2. Inspect your RV's chassis and generator exhaust system regularly, at least before each outing and after bottoming out or any other incident that could cause damage.
3. Inspect the RV for openings in the floor or sidewalls. If you locate a hole, seal it with a silicone adhesive or have it repaired before using your generator again.
4. Inspect windows, door seals, and weather strips to ensure that they are sealing properly.
5. Yellow flames in propane-burning appliances such as coach heaters, stoves, ovens, and water heaters usually indicate a lack of oxygen. Determine the cause of this condition and correct it immediately.
6. If applicable, have your built-in vacuum cleaner checked to make sure it does not exhaust under the underside of your RV. Have the system changed if it does.
7. Do not operate your generator if the exhaust system is damaged in any way or if an unusual noise is present.
8. Park your RV so that the exhaust may easily dissipate away from the vehicle.

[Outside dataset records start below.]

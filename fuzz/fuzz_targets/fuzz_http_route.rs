//! Fuzz target: `adapters::http::route`
//!
//! Pushes arbitrary URIs through the full service with no-op hardware and
//! asserts every response is well-formed and the stored state stays inside
//! the actuator ranges.
//!
//! cargo fuzz run fuzz_http_route

#![no_main]

use std::convert::Infallible;

use actuator_node::adapters::http::route;
use actuator_node::app::events::AppEvent;
use actuator_node::app::ports::{EventSink, PwmPort};
use actuator_node::app::service::ActuatorService;
use actuator_node::config::SystemConfig;
use embedded_hal::delay::DelayNs;
use embedded_hal::digital::{ErrorType, OutputPin};
use libfuzzer_sys::fuzz_target;

struct NullPwm;

impl PwmPort for NullPwm {
    type Error = Infallible;
    fn configure(&mut self, _: u32, _: u8) -> Result<(), Infallible> {
        Ok(())
    }
    fn write_duty(&mut self, _: u32) -> Result<(), Infallible> {
        Ok(())
    }
    fn detach(&mut self) -> Result<(), Infallible> {
        Ok(())
    }
    fn attach(&mut self) -> Result<(), Infallible> {
        Ok(())
    }
}

struct NullPin;

impl ErrorType for NullPin {
    type Error = Infallible;
}

impl OutputPin for NullPin {
    fn set_low(&mut self) -> Result<(), Infallible> {
        Ok(())
    }
    fn set_high(&mut self) -> Result<(), Infallible> {
        Ok(())
    }
}

struct NoDelay;

impl DelayNs for NoDelay {
    fn delay_ns(&mut self, _: u32) {}
}

struct NullSink;

impl EventSink for NullSink {
    fn emit(&mut self, _: &AppEvent) {}
}

fuzz_target!(|data: &[u8]| {
    let Ok(uri) = core::str::from_utf8(data) else {
        return;
    };
    let service = ActuatorService::new(
        NullPwm,
        NullPwm,
        NullPin,
        NullPin,
        NullPin,
        &SystemConfig::default(),
    );
    service.begin(&mut NoDelay, &mut NullSink);

    let resp = route(&service, uri, &mut NullSink);
    assert!(matches!(resp.status, 200 | 400 | 404 | 500 | 503));
    assert!(!resp.body.is_empty());

    assert!(service.position() <= 180);
    assert!((-255..=255).contains(&service.speed()));
});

Do not park next to high grass or weeds, snowbanks, buildings, or other obstructions that might prevent exhaust gases from dissipating as they should.
9. Keep in mind that shifting winds may cause exhaust to blow away from the coach one moment and under the coach the next.
10. When stopping for long periods of time, be aware of other vehicles around you, such as tractor-trailers at rest stops, that may have their engines and refrigerators running.
11. Do not sleep with the generator operating.
12. Leave a roof vent open anytime the generator is running, even during the winter.
13. If you do not feel well, do not be fooled into thinking that it is because you have been driving too long, you ate too much, or you are suffering from motion sickness. Shut off the generator and step outside for some fresh air just to be sure.
14. Consider parking in the "No Generator" zone that FMCA makes available at its conventions.